Why is the Defect still out there?

Thousands of die casters fight defect castings on a daily basis. They work on the same issues over and over and it seems they never get tired of it. What makes a high pressure die casting or the casting process so special that a failure free casting is seen as often as being hit by lightning?

The answer to the question is not simple. Many castings are driven by design and function but not by casting / production requirements. However, casting development does not have to exclude anything if considered from the start of early development. Many times, a die caster has to give a quote for a part that has a fixed design, which will create “challenges” during production. Furthermore, companies take on castings they do not have enough experiences with or projects that do not fit into their production line.

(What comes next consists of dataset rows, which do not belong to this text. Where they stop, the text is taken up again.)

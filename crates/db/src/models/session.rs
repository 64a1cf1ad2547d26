//! User session model and DTOs.

use sqlx::FromRow;
use taverna_core::types::{DbId, Timestamp};

/// A user session row from the `user_sessions` table.
#[derive(Debug, Clone, FromRow)]
pub struct UserSession {
    pub id: DbId,
    pub user_id: DbId,
    pub refresh_token_hash: String,
    pub expires_at: Timestamp,
    pub is_revoked: bool,
    pub user_agent: Option<String>,
    pub ip_address: Option<String>,
    pub created_at: Timestamp,
    pub updated_at: Timestamp,
}

/// DTO for creating a new user session.
pub struct CreateSession {
    pub user_id: DbId,
    pub refresh_token_hash: String,
    pub expires_at: Timestamp,
    pub user_agent: Option<String>,
    pub ip_address: Option<String>,
}
//! Handlers for character votes.
//!
//! `POST /characters/{id}/votes` is the single voting entry point: it
//! toggles. Voting the same way twice retracts; a different choice
//! replaces the stored vote in one upsert. Every successful write
//! publishes a fresh aggregate on the event bus for live feeds.

use axum::extract::{Path, State};
use axum::Json;
use serde::{Deserialize, Serialize};
use taverna_core::error::CoreError;
use taverna_core::types::DbId;
use taverna_core::vote::{decide_toggle, ToggleAction, VoteAggregate, VoteChoice};
use taverna_db::repositories::{CharacterRepo, VoteRepo};
use taverna_events::{GalleryEvent, VoteAction};

use crate::error::{AppError, AppResult};
use crate::middleware::auth::AuthUser;
use crate::state::AppState;

/// Request body for `POST /characters/{id}/votes`.
#[derive(Debug, Deserialize)]
pub struct VoteRequest {
    pub vote_type: VoteChoice,
}

/// Response for vote toggles and for `GET .../votes/me`.
#[derive(Debug, Serialize)]
pub struct VoteStatus {
    /// The caller's vote after the operation, if any.
    pub user_vote: Option<VoteChoice>,
    pub aggregate: VoteAggregate,
}

/// Response for the public aggregate endpoint.
#[derive(Debug, Serialize)]
pub struct AggregateResponse {
    pub character_id: DbId,
    #[serde(flatten)]
    pub aggregate: VoteAggregate,
}

/// POST /api/v1/characters/{id}/votes
///
/// Toggle the caller's vote on a character.
pub async fn toggle(
    State(state): State<AppState>,
    Path(character_id): Path<DbId>,
    user: AuthUser,
    Json(input): Json<VoteRequest>,
) -> AppResult<Json<VoteStatus>> {
    if CharacterRepo::find_by_id(&state.pool, character_id)
        .await?
        .is_none()
    {
        return Err(AppError::Core(CoreError::NotFound {
            entity: "Character",
            id: character_id,
        }));
    }

    let current = VoteRepo::find_user_vote(&state.pool, character_id, user.user_id).await?;
    let (user_vote, action) = match decide_toggle(current, input.vote_type) {
        ToggleAction::Retract => {
            // Conditional on vote_type: a retraction racing a switch
            // becomes a no-op instead of deleting the newer vote.
            VoteRepo::retract(&state.pool, character_id, user.user_id, input.vote_type)
                .await
                .map_err(AppError::VoteWriteFailed)?;
            (None, VoteAction::Retracted)
        }
        ToggleAction::Record => {
            VoteRepo::upsert(&state.pool, character_id, user.user_id, input.vote_type)
                .await
                .map_err(AppError::VoteWriteFailed)?;
            (Some(input.vote_type), VoteAction::Recorded)
        }
    };

    let aggregate = VoteRepo::aggregate(&state.pool, character_id).await?;
    state.event_bus.publish(GalleryEvent::vote_changed(
        character_id,
        user.user_id,
        action,
        aggregate,
    ));

    Ok(Json(VoteStatus {
        user_vote,
        aggregate,
    }))
}

/// GET /api/v1/characters/{id}/votes
///
/// Public aggregate. An unknown or deleted character reads as zero
/// likes and zero dislikes rather than an error.
pub async fn aggregate(
    State(state): State<AppState>,
    Path(character_id): Path<DbId>,
) -> AppResult<Json<AggregateResponse>> {
    let aggregate = VoteRepo::aggregate(&state.pool, character_id).await?;
    Ok(Json(AggregateResponse {
        character_id,
        aggregate,
    }))
}

/// GET /api/v1/characters/{id}/votes/me
///
/// The caller's own vote alongside the current aggregate, so clients
/// can render the vote buttons in the right state on load.
pub async fn my_vote(
    State(state): State<AppState>,
    Path(character_id): Path<DbId>,
    user: AuthUser,
) -> AppResult<Json<VoteStatus>> {
    let user_vote = VoteRepo::find_user_vote(&state.pool, character_id, user.user_id).await?;
    let aggregate = VoteRepo::aggregate(&state.pool, character_id).await?;
    Ok(Json(VoteStatus {
        user_vote,
        aggregate,
    }))
}
use std::sync::Arc;
use std::time::Duration;

use crate::ws::manager::WsManager;

/// Interval between heartbeat pings (in seconds).
const HEARTBEAT_INTERVAL_SECS: u64 = 30;

/// Spawn a background task that sends periodic Ping frames to all connected
/// WebSocket clients.
///
/// The returned `JoinHandle` is aborted during graceful shutdown.
pub fn start_heartbeat(ws_manager: Arc<WsManager>) -> tokio::task::JoinHandle<()> {
    tokio::spawn(async move {
        let mut interval = tokio::time::interval(Duration::from_secs(HEARTBEAT_INTERVAL_SECS));

        loop {
            interval.tick().await;
            let count = ws_manager.connection_count().await;
            tracing::debug!(count, "WebSocket heartbeat ping");
            ws_manager.ping_all().await;
        }
    })
}
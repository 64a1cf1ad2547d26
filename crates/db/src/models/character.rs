//! Character and friendship entity models and DTOs.

use serde::{Deserialize, Serialize};
use sqlx::FromRow;
use taverna_core::types::{DbId, Timestamp};

/// A character row from the `characters` table.
#[derive(Debug, Clone, FromRow, Serialize)]
pub struct Character {
    pub id: DbId,
    /// Owning user.
    pub user_id: DbId,
    pub name: String,
    pub player_name: String,
    pub age: i32,
    /// Meters.
    pub height: f64,
    pub rpg_system: String,
    pub story: String,
    pub image_url: Option<String>,
    pub created_at: Timestamp,
    pub updated_at: Timestamp,
}

/// A friendship row from the `character_friendships` table.
///
/// `friend_name` is free text, not a foreign key -- friends need not be
/// characters in the gallery, and duplicate names are allowed.
#[derive(Debug, Clone, FromRow, Serialize)]
pub struct Friendship {
    pub id: DbId,
    pub character_id: DbId,
    pub friend_name: String,
    /// Bounded to [0, 10] by a CHECK constraint.
    pub friendship_level: i32,
}

/// A character together with its embedded friendship list, as returned by
/// all read endpoints.
#[derive(Debug, Clone, Serialize)]
pub struct CharacterWithFriendships {
    #[serde(flatten)]
    pub character: Character,
    pub friendships: Vec<Friendship>,
}

/// A character with its owner's username, for the admin listing.
#[derive(Debug, Clone, FromRow, Serialize)]
pub struct CharacterWithOwner {
    pub id: DbId,
    pub user_id: DbId,
    pub owner_username: String,
    pub name: String,
    pub player_name: String,
    pub rpg_system: String,
    pub created_at: Timestamp,
}

/// Character count for one game system, from the admin stats query.
#[derive(Debug, Clone, FromRow, Serialize)]
pub struct RpgSystemCount {
    pub rpg_system: String,
    pub character_count: i64,
}

/// DTO for a friendship entry embedded in character create/update input.
#[derive(Debug, Clone, Deserialize)]
pub struct FriendshipEntry {
    pub friend_name: String,
    pub friendship_level: i32,
}

/// DTO for creating a new character. `user_id` comes from the
/// authenticated caller, never from the request body.
#[derive(Debug, Clone)]
pub struct CreateCharacter {
    pub user_id: DbId,
    pub name: String,
    pub player_name: String,
    pub age: i32,
    pub height: f64,
    pub rpg_system: String,
    pub story: String,
    pub image_url: Option<String>,
    pub friendships: Vec<FriendshipEntry>,
}

/// DTO for updating an existing character. Scalar fields are optional;
/// `friendships`, when present, fully replaces the stored list.
#[derive(Debug, Clone, Deserialize)]
pub struct UpdateCharacter {
    pub name: Option<String>,
    pub player_name: Option<String>,
    pub age: Option<i32>,
    pub height: Option<f64>,
    pub rpg_system: Option<String>,
    pub story: Option<String>,
    pub image_url: Option<String>,
    pub friendships: Option<Vec<FriendshipEntry>>,
}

The casting defect is created by the casting developer / designer, the die caster and the tool shop, and (do not let us forget) the casting buyer.

Why the buyer, you ask?

The casting buyer introduces the new part to the die caster as soon as he has information to share and he does not make any engineering changes. Without adjustments, the die casting will not be successful. By selecting the casting supplier close to the final due date, the casting engineers do not have sufficient time left to work with the development department to optimize the casting design. The semi-optimal design is released and production has to live with it. In effect, the final decision who gets to produce the casting is made far too late. The period between the first quote and final decision is typically more than 1 year, but the die itself has to be completed in less than 12 weeks, which reduces the process engineering duration to less than 4 weeks. Now, the engineering must be completed in a very short time with a reasonable result, but, without cooperating with the casting development department, 6 to 9 months is wasted. Time would be better spent focusing on building a prototype together.

Defect Avoidance

The strongest tool we have for disposal is fluid flow, solidification, and stress simulation. The high end software programs provide all the information to detect the die casting defect and point the engineers to the root causes. Don't let the software fool you by performing a simulation overnight. By doing so, you easy find some defects like shrinkage, air entrapment or hot spots. Varying some parameters to find out how much influence parameter changes create makes the engineering process much longer.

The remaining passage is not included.